Task objective: You are to retype exactly the line with "this only covers" and every line after it in the entries below.

Stored data entries

┄┄┄┄┄┄┄┄┄┄

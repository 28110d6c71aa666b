//! # availmf-config: cluster topology and component catalog (spec 4.O)
//!
//! Read once at startup, never rewritten by the running cluster: node
//! addresses and peer lists, the static AMF component catalog every
//! node instantiates identically, and the checkpoint/timer defaults
//! other services fall back to absent a per-call override.

mod catalog;
mod cluster;
mod error;

pub use catalog::{
    AmfCatalog, ApplicationSpec, CapabilitySpec, ComponentCategorySpec, ComponentSpec, CsiSpec, HealthcheckSpec, RedundancyModelSpec,
    ServiceGroupSpec, ServiceInstanceSpec, ServiceUnitSpec,
};
pub use cluster::{CheckpointDefaults, ClusterConfig, NodeSpec, TimerTunables};
pub use error::ConfigError;
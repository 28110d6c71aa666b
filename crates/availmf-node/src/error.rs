//! Errors surfaced while turning a catalog into a live graph. AMF
//! kernel errors stay in their own `AmfError` type; this only covers
//! the bootstrap step.

use availmf_types::NameError;
use thiserror::Error;

#[derive(Error, Debug)]
pub enum NodeError {
    #[error("catalog references unknown name: {0}")]
    InvalidName(#[from] NameError),
}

┄┄┄┄┄┄┄┄┄┄

Output of the exercise:
//! kernel errors stay in their own `AmfError` type; this only covers
//! the bootstrap step.

use availmf_types::NameError;
use thiserror::Error;

#[derive(Error, Debug)]
pub enum NodeError {
    #[error("catalog references unknown name: {0}")]
    InvalidName(#[from] NameError),
}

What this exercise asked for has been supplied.